Posted by decipherinfosys on January 27, 2011

This post is in response to this question from a reader:

“Your post on updating data in one table with data from another table was very helpful.  I need to also do an insert into a table (a summary table) with data from a bunch of other tables which are in the same database and also in database(s) on other instances.  Right now, I have a very convoluted process of scheduled jobs, row by row scripts to help me do that.  There is some transformation (mostly lookups) involved as well.  Is there an easier/simpler way to do this?  Appreciate your thoughts on this”

The post that the question above referred to was this one – here.  In that post, we had covered how you can update the data in a table with the data from another table.  Doing an insert into a table with data from other tables (within the same schema or separate schemas or separate databases or separate databases on separate instances) is also fairly simple.  There are many ways of doing it – we will cover the “INSERT INTO …. SELECT FROM … ” approach in this blog post.

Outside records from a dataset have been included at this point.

//! Shared helpers for the parser tests

use ttcn3_syntax::ast::*;
use ttcn3_syntax::driver::{parse_source, ParseOutput};
use ttcn3_syntax::printer::render_expression;

/// Parse and return the output, diagnostics included
pub fn parse(source: &str) -> ParseOutput {
    parse_source(source)
}

/// Parse a source unit that must be free of errors
pub fn assert_parse_success(source: &str) -> SourceFile {
    let output = parse_source(source);
    assert!(
        output.is_ok(),
        "unexpected diagnostics for {:?}: {:?}",
        source,
        output.diagnostics.errors()
    );
    output.source_file
}

/// Parse a bare expression
pub fn expression(source: &str) -> Expression {
    match assert_parse_success(source).root {
        SourceRoot::Expression(expr) => expr,
        other => panic!("expected an expression root, got {:?}", other),
    }
}

/// Statements of `function f()` wrapped in a module
pub fn body(statements: &str) -> Vec<Statement> {
    let source = format!("module M {{ function f() {{ {} }} }}", statements);
    let file = assert_parse_success(&source);
    match &file.definitions()[0] {
        Definition::Module(m) => match &m.definitions[0] {
            Definition::Function(f) => f
                .body
                .as_ref()
                .map(|b| b.statements.clone())
                .unwrap_or_default(),
            other => panic!("expected a function, got {:?}", other),
        },
        other => panic!("expected a module, got {:?}", other),
    }
}

/// Definitions inside `module M { ... }`
pub fn module_definitions(definitions: &str) -> Vec<Definition> {
    let source = format!("module M {{ {} }}", definitions);
    match assert_parse_success(&source).definitions() {
        [Definition::Module(m)] => m.definitions.clone(),
        other => panic!("expected one module, got {:?}", other),
    }
}

/// Fully parenthesized operator structure of an expression
pub fn shape(expr: &Expression) -> String {
    match expr {
        Expression::Binary(b) => format!("({} {} {})", shape(&b.left), b.op.symbol(), shape(&b.right)),
        Expression::Unary(u) => format!("({} {})", u.op.symbol(), shape(&u.operand)),
        other => render_expression(other),
    }
}

mod definition_test;
mod expression_test;
mod nesting_test;
mod recovery_test;
mod statement_test;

Let’s consider this hypothetical scenario to illustrate this (using SQL Server lingo though the same approach is available in Oracle and DB2 as well) – Say the summary table “tblEmpSummary” that this reader wanted to insert the data into resides in a database called EXECUTIVE in a schema called ANALYSIS.  It contains summary information on the employees – their name, their department, their performance review rating, their expense reports per week and the weekly benefit expenses for those employees.

And the source of the data are these:

a) Other table called EMP_PERF_REVIEW in the same schema in the same database (contains EMP_PERF_RATING column that we want and can join on EMP_MASTER_ID column),

b) Other table(s) called EMP_MASTER, EMP_DEPT_XREF and DEPT_MASTER from the schema EMPLOYEE on the same database (contains FIRST_NAME, LAST_NAME, DEPT_NAME information and we can join on EMP_MASTER_ID and DEPT_MASTER_ID),

c) Other table called EMP_EXPENSE_RPT from the EMP Schema in the ACCOUNTING database in the same SQL Server instance (contains WEEK_ENDING_DATE and TOTAL_AMOUNT fields that we are interested in and can join in using EMP_MASTER_ID column), and

d) A view called VW_EMP_PTO from a schema called BENEFIT from the HR database that resides on another instance (Contains PTO_ACCRUED and TOTAL_AMOUNT field for the benefits that we are interested in and can join in using EMP_MASTER_ID).

So, we have data coming from:

a) table in the same schema/same database,
b) tables in the same database but a different schema,
c) tables in a separate database on the same SQL Server instance, and
d) a view from a database in a separate SQL Server instance all together.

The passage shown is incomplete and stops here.